The next year, an amendment of the Mortmain Act was passed through parliament specifically allowing the Bible Baptists to erect a church building, and so over the next few years, slowly but irresistibly, a beautiful high stone building was erected. The first stage was completed in 1994, about 10 years after they first began to meet at the Misfuds’ home. The second stage began recently, in the autumn of 2017. After approaching two dozen builders to take on this work, all of whom refused, the 25th man they contacted accepted the job. The pleasant problem that now faces them is that with 130 and more filling the downstairs sanctuary, they must legally provide better and safe access for the disabled in order to use the much bigger sanctuary upstairs which also has a gallery.  A larger legal lift has to be installed, and new access from the top road. They hope that by 2018 all this will be completed.

Until then they continue to meet for Tuesday Bible Institute, an outreach each Wednesday to the smaller Maltese island of Gozo, Thursdays are the Prayer Meeting and student outreach from the nearby vast Malta University, and on Saturdays an evangelistic literature distribution outreach goes on. There are also work and building maintenance mornings which also involve office work by church volunteers. The Sunday Sermon video is made available online and DVDs of the Sunday sermons are given away free. Buses bring individuals to the Sunday services from all over the island and this has to be organised on a service by service basis. The Bible Baptists advertise in the Evangelical Times and people from the UK regularly find their way there by this means.

After his first ten years in Malta, and seeing the erection of the first stage of the building, Joe Mifsud was determined to return to Detroit, leaving the ongoing work to his successor. After a couple of years he visited the church again who told him that they needed him to return to the work. He and his wife also felt that their work there was not complete and so he returned, over a decade ago now, and preaches and pastors there to this day, ‘doing the work of two men’. In the last month and a half, he has been joined by a young Canadian and his family, Joshua Burill, and is thankful for the provision of a fellow worker.

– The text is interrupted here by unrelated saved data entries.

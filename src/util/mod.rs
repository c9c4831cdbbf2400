// Copyright (c) 2024 <Wei Li>.
//
// This source code is licensed under the GNU license found in the
// LICENSE file in the root directory of this source tree.

pub mod bit_vec;
pub mod chunked_queue;
pub mod indexer;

The highlights of the Lord’s Day among the Bible Baptists was to sit next to Joe over Sunday lunch while he gave me a history of the Lord’s dealings with him. The auto-worker became a minister of the New Covenant and church planter in the land of his fathers. He talked gently of the way the work in Malta began, the individuals who were brought into the congregation, and how God dealt with them. He has humble hopes for the future and thanks the Lord for the grace that has brought him safe thus far, the same grace that will lead him safely home.

I thought of hundreds of such conversations with men sitting opposite me at meal times in the Bala ministers’ conferences and the Banner of Truth conferences and I reflected on the joy of these chance meetings.  We spoke for two hours and I doubt I shall forget the sincerity and meekness and human kindness that sweetened a day when the temperature was reaching the high eighties. For all our travels and grand plans, the Christian life at its best is savoring these brief times of sincere fellowship; how little we know about the kingdom of God in the world today.

After Joe drove me back to my cousin’s apartment on the island, I shook him warmly by the hand and watched with regret as he walked away.